The GII measures five essential inputs for good results – resilient government, regulatory and business institutions; comprehensive human capital development; robust digital and physical infrastructure; competitive markets and sophisticated business capacity. 

Providing these five inputs should result in enhancing the necessary outputs of knowledge, technology and creativity. Fifty measurable indicators gauge the performance of 192 countries annually. 

Templates like the Doing Business Index or GII are not perfect. Every country has contextual opportunities and weaknesses, which escape templates. The GII does well to use a simplified analytical frame to avoid the controversies which emerge from complexity. 

India has moved up the ranks since 2016 but performance remains patchy

The analysis is in four segments. First, a global ranking of countries annually to establish how each country is doing versus the rest of the world. India, as in the Doing Business Index, has done better over the last few years. In 2019 it ranked 52 (versus 60 in 2017) and improved to 48 in 2020.

Top rank in the region

Second, ranking within a geographical region gets the competitive juices flowing. India remains the highest-ranked country in the South and Central Asian region.

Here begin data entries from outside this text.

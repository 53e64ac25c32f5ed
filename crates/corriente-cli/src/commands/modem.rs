//! `corriente modem` - the full-duplex FSK audio modem.
//!
//! Transmit: framed, Manchester-coded chips are pushed into the graph,
//! rate-expanded to the audio rate, frequency-modulated, gated by the
//! presence mask so idle air stays silent, band-shaped and handed to the
//! sound card. Receive: the microphone stream is FM-demodulated, low-pass
//! filtered, a symbol clock is recovered and delay-aligned, and chips are
//! sampled on its rising edges; a sync search on the chip stream yields
//! decoded payloads.

use std::sync::Arc;
use std::sync::atomic::{AtomicBool, Ordering};
use std::thread;
use std::time::Duration;

use anyhow::{Context, bail};
use clap::Args;
use corriente_io::{AudioDuplex, DuplexConfig};
use corriente_nodes::{
    ClockRecovery, Delay, EdgeSampler, FirFilter, FmDemodulator, FmModulator, NearestResampler,
    Probe, ProductModulator, PullSink, PushSource, RealPart,
};

use crate::config::ModemConfig;
use crate::framing::{SyncSearcher, build_frame, manchester_chips};

/// Arguments for the `modem` subcommand.
#[derive(Args)]
pub struct ModemArgs {
    /// Path to a TOML configuration file.
    #[arg(long)]
    pub config: Option<std::path::PathBuf>,

    /// Message to transmit (overrides the config file).
    #[arg(long)]
    pub message: Option<String>,
}

/// The wired graph; dropping it tears the whole chain down.
struct ModemChain {
    audio: Arc<AudioDuplex>,
    input: Arc<PushSource>,
    output: Arc<PullSink>,
    tx_probe: Arc<Probe>,
    rx_probe: Arc<Probe>,
    // Interior nodes, kept alive for the lifetime of the chain.
    _nodes: Vec<Box<dyn std::any::Any + Send + Sync>>,
}

impl ModemChain {
    fn build(config: &ModemConfig) -> anyhow::Result<Self> {
        let fs = config.sample_rate;
        let (center, deviation, baud) = (config.center, config.deviation, config.baud);
        if deviation <= baud {
            bail!("deviation ({deviation} Hz) must exceed the chip rate ({baud} baud)");
        }
        if center <= deviation + baud {
            bail!("center ({center} Hz) too low for deviation {deviation} Hz at {baud} baud");
        }

        let audio = AudioDuplex::new(DuplexConfig {
            sample_rate: fs as u32,
            channels: 1,
            block_size: config.block_size,
        });

        // Transmit path.
        let input = PushSource::new();
        let data_resampler = NearestResampler::new(fs / baud);
        data_resampler.original.connect(&input.samples);
        let presence_resampler = NearestResampler::new(fs / baud);
        presence_resampler.original.connect(&input.present);

        let modulator = FmModulator::new(center, deviation, fs, false);
        modulator.baseband.connect(&data_resampler.resampled);
        let carrier_real = RealPart::new();
        carrier_real.input.connect(&modulator.modulated);

        let gate = ProductModulator::new();
        gate.a.connect(&carrier_real.output);
        gate.b.connect(&presence_resampler.resampled);

        // Pass the two FSK tones, reject everything between and around.
        let (wide, narrow) = (baud, baud / 2.0);
        let low_tone = center - deviation;
        let high_tone = center + deviation;
        let shaping = FirFilter::<f32>::from_response(
            &[
                0.0,
                low_tone - wide,
                low_tone - narrow,
                low_tone + narrow,
                low_tone + wide,
                high_tone - wide,
                high_tone - narrow,
                high_tone + narrow,
                high_tone + wide,
                fs / 2.0,
            ],
            &[0.0, 0.0, 1.0, 1.0, 0.0, 0.0, 1.0, 1.0, 0.0, 0.0],
            256,
            fs,
        );
        shaping.input.connect(&gate.modulated);
        let tx_probe = Probe::new(4096);
        tx_probe.input.connect(&shaping.filtered);
        audio.audio_out[0].connect(&tx_probe.output);

        // Receive path.
        let rx_probe = Probe::new(4096);
        rx_probe.input.connect(&audio.audio_in[0]);
        let demod = FmDemodulator::new(
            center,
            deviation,
            2.0 * (2.0 * deviation),
            0.1 * deviation,
            1024,
            fs,
        );
        demod.modulated.connect(&rx_probe.output);

        let baseband_filter = FirFilter::<f32>::low_pass(baud / 2.0, baud / 2.0, 2048, fs);
        baseband_filter.input.connect(&demod.baseband);

        let clock_taps = 8192usize;
        let clock = ClockRecovery::new(baud, baud * 0.1, clock_taps, fs);
        clock.input.connect(&baseband_filter.filtered);

        // Align the recovered clock with the filtered chips: compensate
        // the peak filter's group delay modulo one chip, then offset by
        // half a chip so edges land mid-chip.
        let chip_samples = (fs / baud) as usize;
        let alignment = (clock_taps / 2) % chip_samples + chip_samples / 2;
        let clock_delay = Delay::new(alignment);
        clock_delay.input.connect(&clock.clock);

        let sampler = EdgeSampler::new(1024);
        sampler.signal.connect(&baseband_filter.filtered);
        sampler.clock.connect(&clock_delay.delayed);

        let output = PullSink::new();
        output.samples.connect(&sampler.sampled);

        tracing::info!(
            sample_rate = fs,
            center,
            deviation,
            baud,
            alignment,
            "modem chain wired"
        );

        Ok(Self {
            audio,
            input,
            output,
            tx_probe,
            rx_probe,
            _nodes: vec![
                Box::new(data_resampler),
                Box::new(presence_resampler),
                Box::new(modulator),
                Box::new(carrier_real),
                Box::new(gate),
                Box::new(shaping),
                Box::new(demod),
                Box::new(baseband_filter),
                Box::new(clock),
                Box::new(clock_delay),
                Box::new(sampler),
            ],
        })
    }
}

fn peak(samples: &[f32]) -> f32 {
    samples.iter().fold(0.0f32, |peak, &s| peak.max(s.abs()))
}

/// Runs the subcommand.
pub fn run(args: ModemArgs) -> anyhow::Result<()> {
    let mut config = match args.config {
        Some(path) => ModemConfig::load(path)?,
        None => ModemConfig::default(),
    };
    if let Some(message) = args.message {
        config.message = message;
    }

    let chain = ModemChain::build(&config)?;
    let stream = chain.audio.start().context("opening audio device")?;

    let running = Arc::new(AtomicBool::new(true));
    {
        let running = Arc::clone(&running);
        ctrlc::set_handler(move || running.store(false, Ordering::SeqCst))
            .context("installing ctrl-c handler")?;
    }

    // Producer: frame and push the message periodically.
    let producer = {
        let input = Arc::clone(&chain.input);
        let running = Arc::clone(&running);
        let (message, sync, interval) = (
            config.message.clone(),
            config.sync,
            Duration::from_secs_f64(config.interval),
        );
        thread::spawn(move || {
            while running.load(Ordering::SeqCst) {
                let chips = manchester_chips(&build_frame(message.as_bytes(), sync));
                tracing::debug!(chips = chips.len(), "transmitting frame");
                input.push(&chips);
                thread::sleep(interval);
            }
        })
    };

    // Consumer: pull chips one at a time, hunt for frames.
    {
        let output = Arc::clone(&chain.output);
        let running = Arc::clone(&running);
        let (sync, payload_bytes) = (config.sync, config.message.len());
        thread::spawn(move || {
            let mut searcher = SyncSearcher::new(sync, payload_bytes);
            while running.load(Ordering::SeqCst) {
                for chip in output.read(1) {
                    if let Some(payload) = searcher.push_chip(chip > 0.0) {
                        println!("rx: {}", String::from_utf8_lossy(&payload));
                    }
                }
            }
        });
    }

    println!(
        "modem running: {} Hz +/- {} Hz at {} baud (ctrl-c to stop)",
        config.center, config.deviation, config.baud
    );
    while running.load(Ordering::SeqCst) {
        thread::sleep(Duration::from_secs(1));
        tracing::debug!(
            tx_peak = peak(&chain.tx_probe.snapshot()),
            rx_peak = peak(&chain.rx_probe.snapshot()),
            "levels"
        );
    }

    drop(stream);
    let _ = producer.join();
    Ok(())
}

Not the best in the lower middle income group

Third, ranking within an economic peer group using the World Bank income classification of high; upper or lower-middle and low-income economies. India is a lower-middle-income economy. It ranks third behind Vietnam and Ukraine in 2020. All three countries performed better than expectations, as suggested by their level of their development.  

India uses scarce resources well but can learn from others who do better

Finally, a ranking of “effectiveness” of each countries innovation strategy using the proxy of input intensity of achieved outputs- much like the Incremental Capital Output Ratio used in economics for assessing the efficiency of capital use. On the global scale in 2019 India was ranked 61 rank (from 52 overall) in providing inputs. In its income category it ranked 2nd after Georgia. In its region, it retains rank 1. 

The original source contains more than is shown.